Signs By Benchmark then painted the giant toothbrush pole covers at their facility, following the color specs (one green and the other blue) provided to them by Scenic Sign. These matched the logos and colors to be placed on the flag-mounted ID sign cabinets. The company carved the toothbrush pole covers as three separate pieces for later assemblage. The main toothbrush piece covering the steel pole is EPS, and the bristles are acrylic tubes.

Throughout the process, the Nygards talked about somehow incorporating more lights into the final sign design. Scenic Sign came up with the idea of mounting SloanLED LED border tubing around them to highlight the toothbrushes at night and make them stand out more. “The brothers added they’d like to have the acrylic bristles also be illuminated but independently from the border lighting,” says Thornton. They tested and engineered different ways the acrylic tubes could light up, deciding that color-changing LED lights placed in the bristle section would work best. “So now the toothbrush signs have white LEDs inside the sign cabinet, controlled color-changing LEDs in the bristles, and border tubing accenting the perimeter,” says Thornton.

Foam_Core_Toothbrush_Makes_Statement_for_new_dental_clinicAlthough Nate was second one to the party with this sign request, due to the timeframe of his project being a brand-new building being built-from-scratch, Scenic Sign ended up putting his up first, because even Ryan had a pylon sign in place that was going to be need to be removed and destroyed before putting up a new one.

At both locations, Scenic Sign dug an appropriately sized auger hole and planted the structural column pipe into the ground with their Elliott crane truck. (Note: One column pipe extends up twenty-seven feet in one case and twenty-five feet for the other, plus going down into the ground approximately ten feet.) They then set it with concrete, allowed it to cure and built off of that, providing them with the finished structure.

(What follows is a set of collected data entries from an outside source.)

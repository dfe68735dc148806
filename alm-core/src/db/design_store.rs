//! SQLite store for designs

use rusqlite::{params, params_from_iter, Connection, OptionalExtension, Row};
use std::collections::BTreeSet;

use super::links;
use super::traits::{DesignCriteria, DesignRepository};
use super::{parse_label, parse_timestamp, Database};
use crate::error::{Result, StorageContext};
use crate::models::{Design, DesignId};

const DESIGN_COLUMNS: &str = "id, name, description, type, status, created_at, updated_at";

/// Design persistence backed by a [`Database`]
#[derive(Debug, Clone)]
pub struct SqliteDesignStore {
    db: Database,
}

impl SqliteDesignStore {
    pub fn new(db: Database) -> Self {
        Self { db }
    }

    fn row_to_design(row: &Row<'_>) -> rusqlite::Result<Design> {
        let design_type: String = row.get(3)?;
        let status: String = row.get(4)?;
        let created_at: String = row.get(5)?;
        let updated_at: String = row.get(6)?;

        Ok(Design {
            id: Some(row.get(0)?),
            name: row.get(1)?,
            description: row.get(2)?,
            design_type: parse_label(3, &design_type)?,
            status: parse_label(4, &status)?,
            requirement_ids: BTreeSet::new(),
            created_at: parse_timestamp(5, &created_at)?,
            updated_at: parse_timestamp(6, &updated_at)?,
        })
    }

    fn with_links(conn: &Connection, mut design: Design) -> Result<Design> {
        if let Some(id) = design.id {
            design.requirement_ids = links::requirements_for_design(conn, id)?;
        }
        Ok(design)
    }
}

impl DesignRepository for SqliteDesignStore {
    fn create(&self, design: &Design) -> Result<Design> {
        let mut conn = self.db.connect()?;
        let tx = conn.transaction().storage_context("Failed to create design")?;

        tx.execute(
            "INSERT INTO designs (name, description, type, status, created_at, updated_at)
             VALUES (?1, ?2, ?3, ?4, ?5, ?6)",
            params![
                design.name,
                design.description,
                design.design_type.as_str(),
                design.status.as_str(),
                design.created_at.to_rfc3339(),
                design.updated_at.to_rfc3339(),
            ],
        )
        .storage_context("Failed to create design")?;
        let id = tx.last_insert_rowid();

        links::replace_design_links(&tx, id, &design.requirement_ids)?;

        tx.commit().storage_context("Failed to create design")?;
        log::debug!(
            "Inserted design {} with {} link(s)",
            id,
            design.requirement_ids.len()
        );

        let mut created = design.clone();
        created.id = Some(id);
        Ok(created)
    }

    fn read(&self, id: DesignId) -> Result<Option<Design>> {
        // row and links come from one read snapshot
        let mut conn = self.db.connect()?;
        let tx = conn.transaction().storage_context("Failed to read design")?;
        let row = tx
            .query_row(
                &format!("SELECT {} FROM designs WHERE id = ?1", DESIGN_COLUMNS),
                params![id],
                Self::row_to_design,
            )
            .optional()
            .storage_context("Failed to read design")?;

        let found = match row {
            Some(design) => Some(Self::with_links(&tx, design)?),
            None => None,
        };
        tx.commit().storage_context("Failed to read design")?;
        Ok(found)
    }

    fn update(&self, design: &Design) -> Result<bool> {
        let Some(id) = design.id else {
            return Ok(false);
        };

        let mut conn = self.db.connect()?;
        let tx = conn.transaction().storage_context("Failed to update design")?;

        let changed = tx
            .execute(
                "UPDATE designs
                 SET name = ?2, description = ?3, type = ?4, status = ?5, updated_at = ?6
                 WHERE id = ?1",
                params![
                    id,
                    design.name,
                    design.description,
                    design.design_type.as_str(),
                    design.status.as_str(),
                    design.updated_at.to_rfc3339(),
                ],
            )
            .storage_context("Failed to update design")?;

        if changed == 0 {
            return Ok(false);
        }

        links::replace_design_links(&tx, id, &design.requirement_ids)?;

        tx.commit().storage_context("Failed to update design")?;
        log::debug!("Updated design {}", id);
        Ok(true)
    }

    fn delete(&self, id: DesignId) -> Result<bool> {
        let mut conn = self.db.connect()?;
        let tx = conn.transaction().storage_context("Failed to delete design")?;

        let unlinked = links::clear_design_links(&tx, id)?;
        tx.execute("DELETE FROM designs WHERE id = ?1", params![id])
            .storage_context("Failed to delete design")?;

        tx.commit().storage_context("Failed to delete design")?;
        log::debug!("Deleted design {} ({} link(s) removed)", id, unlinked);
        Ok(true)
    }

    fn find_by_criteria(&self, criteria: &DesignCriteria) -> Result<Vec<Design>> {
        let mut conditions = Vec::new();
        let mut values: Vec<&str> = Vec::new();

        if let Some(design_type) = criteria.design_type {
            conditions.push("type = ?");
            values.push(design_type.as_str());
        }
        if let Some(status) = criteria.status {
            conditions.push("status = ?");
            values.push(status.as_str());
        }

        let mut sql = format!("SELECT {} FROM designs", DESIGN_COLUMNS);
        if !conditions.is_empty() {
            sql.push_str(" WHERE ");
            sql.push_str(&conditions.join(" AND "));
        }
        sql.push_str(" ORDER BY id");

        let mut conn = self.db.connect()?;
        let tx = conn.transaction().storage_context("Failed to fetch designs")?;
        let found = {
            let mut stmt = tx.prepare(&sql).storage_context("Failed to fetch designs")?;
            let rows = stmt
                .query_map(params_from_iter(values.iter()), Self::row_to_design)
                .storage_context("Failed to fetch designs")?
                .collect::<rusqlite::Result<Vec<_>>>()
                .storage_context("Failed to fetch designs")?;

            rows.into_iter()
                .map(|design| Self::with_links(&tx, design))
                .collect::<Result<Vec<_>>>()?
        };
        tx.commit().storage_context("Failed to fetch designs")?;
        Ok(found)
    }
}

Scenic Sign used their Elliott crane to first slide two pieces of the toothbrush pole cover over the round column pipe and lock them together with metal attachment areas provided by Signs By Benchmark. “We bolted the flag-mounted cabinet off the side opposite of the bristles and then put that top cover piece over the pole,” says Thornton.

Since the brothers operate out of two different dental offices, their signs aren’t exactly identical (even counting the two different colors). In fact, Nate’s sign ended up being two feet taller than Ryan’s because the sign code was slightly different in West Fargo.

Thornton says that this was a very gratifying project to be involved with. “It was a long process, especially when you’re doing something that’s as unique as this, to not only come up with the visual representation but to get everybody on board to a concept that’s relatively new,” he says.

Both dentists are happy about how their toothbrush pole covers are communicating with the passing traffic. In fact, to recall an old sugar-less chewing gum commercial from back in the day, five-out-of-five dentists would probably approve of these sign solutions.

“Nate’s sign is located adjacent to a freeway in an area that doesn’t have a lot of buildings around it, so it really stands out because there are no other visuals to take your eye away from it,” says Thornton. “In fact, he immediately had several new patient requests because of it.”